O conteúdo da Resolução 1.368 é semelhante, com o agravante de admitir o exercício do direito à legítima defesa individual ou coletiva nos termos do art. 51 da Carta da ONU pelos Estados Unidos. Tal resolução é, sem dúvida, uma afronta às disposições da Carta das Nações Unidas sobre o Direito da Guerra e, entre outras, à definição de "agressão" presente na Resolução 3.314 da Assembléia Geral. Ao prever o direito de exercer a legítima defesa sem mencionar contra qual Estado este direito seria exercido, a resolução foi demasiado permissiva. Um dos fundamentos jurídicos do governo americano na invasão do Afeganistão e do Iraque foi justamente a permissão contida na Resolução nº 1.368. A nosso ver, as duas mencionadas resoluções são flagrantemente ilegais dentro da sistemática da Carta de São Francisco. Ainda que controversa esta matéria, consideramos que são passíveis de controle de legalidade pela Corte Internacional de Justiça, uma vez que o Conselho agiu de forma ultra vires, excedendo os limites da sua competência ao aprova-las.

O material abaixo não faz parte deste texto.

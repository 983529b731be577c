use clap::{Parser, Subcommand, ValueEnum};

#[derive(Debug, Parser)]
#[command(name = "picto")]
#[command(about = "Index, classify and organise local photos and videos", long_about = None)]
pub struct Cli {
    #[command(subcommand)]
    pub command: Option<Commands>,
}

#[derive(Debug, Subcommand)]
pub enum Commands {
    /// Scan the configured root and bring the database up to date
    Sync,
    /// Show media grouped by class or by directory
    Group {
        #[arg(long, value_enum, default_value_t = GroupBy::Class)]
        by: GroupBy,
        #[arg(long, default_value = "active")]
        visibility: String,
        /// img, vid or any
        #[arg(long = "type", default_value = "any")]
        file_type: String,
        /// Refresh the index before querying
        #[arg(long)]
        refresh: bool,
        #[arg(long)]
        json: bool,
    },
    /// List media that has no classes yet
    Unlinked,
    /// Hide active media
    Hide { paths: Vec<String> },
    /// Make hidden media active again
    Unhide { paths: Vec<String> },
    /// Move active media to the trash
    Trash { paths: Vec<String> },
    /// Restore trashed media
    Restore { paths: Vec<String> },
    /// Permanently delete trashed media from disk and database
    Delete {
        paths: Vec<String>,
        /// Delete every trashed file tagged with this class (repeatable)
        #[arg(long = "class")]
        classes: Vec<String>,
        /// Skip the confirmation prompt
        #[arg(long)]
        yes: bool,
    },
    /// Show stored details for one file
    Info { path: String },
    /// Display row counts
    Stats,
    /// Print configuration values
    PrintConfig,
}

#[derive(Debug, Clone, Copy, PartialEq, Eq, ValueEnum)]
pub enum GroupBy {
    Class,
    Directory,
}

Fato é que o grande número de convenções que procuram definir o terrorismo e criar instrumentos para o seu combate, e a grande adesão dos Estados, eliminam quaisquer dúvidas sobre uma opinio juris em relação ao dever de se envidar esforços para preveni-lo. O terrorismo caracteriza-se, pois, como um delito hostis humanis generis, situando-se entre os mais repudiáveis crimes internacionais. [09] Entre as principais convenções internacionais para a repressão e prevenção de atos terroristas pode-se citar as seguintes:

- Convention on the High Seas, Apr. 29, 1958;

- United Nations Convention on Law of the Sea, Dec. 10, 1982, 21 I.L.M. l261;

- Convention for the Suppression of Unlawful Acts Against the Safety of Maritime Navigation, Mar. 10, 1988;

- Protocol for the Suppression of Unlawful Acts Against the Safety of Fixed Platforms Located on the Continental Shelf, l0 Mar. l988;

- Convention on Offences and Certain Other Acts Committed on Board Aircraft, Sept. 14, 1963;

- Convention for the Suppression of Unlawful Seizure of Aircrafts (Hijacking Convention), Dec. 16, 1970;

- Convention on the Prohibition of the Development, Production, Stockpiling and Use of Chemical Weapons and on their Destruction (CWC Convention], Jan. 13, 1993, 32;

- Convention for the Suppression of the Financing of Terrorism [Terrorism Financing Convention]; U.N. Doc. 9 Dec. l999;

- Convention for the Suppression of Unlawful Acts Against the Safety of Civil Aviation, Jan. 26, 1973;

- Protocol for the Suppression of Unlawful Acts of Violence at Airports Serving Civil Aviation [Montreal Protocol], Jan. 12, 1988, 27;

- Convention on the Prevention and Punishment of Crimes Against Internationally Protected Persons, Including Diplomatic Agents [Diplomats Convention], Dec. 14, 1973

- Convention Against the Taking of Hostages [Hostage-Taking Convention], Dec. 17, 1979;

- Convention on the Safety of United Nations and Associated Personnel [U.N. Personnel Convention];

- Convention on the Marking of Plastic Explosives for the Purpose of Detection, Mar. 1, 1991;

- Convention for the Suppression of Terrorist Bombings [Terrorist Bombing Convention], U.N. Doc. 9 Jan. 1998;

- Convention on the Prohibition of the Development, Production and Stockpiling of Bacteriological (Biological) and Toxin Weapons and on Their Destruction [BWC Convention], Apr. 10, 1972;

- Convention on the Physical Protection of Nuclear Material3 Mar. l980;

- Convention on the Prohibition of the Development, Production, Stockpiling and Use of Chemical Weapons and on their Destructionl3 Jan. l993;

- Draft Convention on the Suppression of Acts of Nuclear Terrorism [Nuclear Terrorism Convention], U.N. Doc. Jan. l997).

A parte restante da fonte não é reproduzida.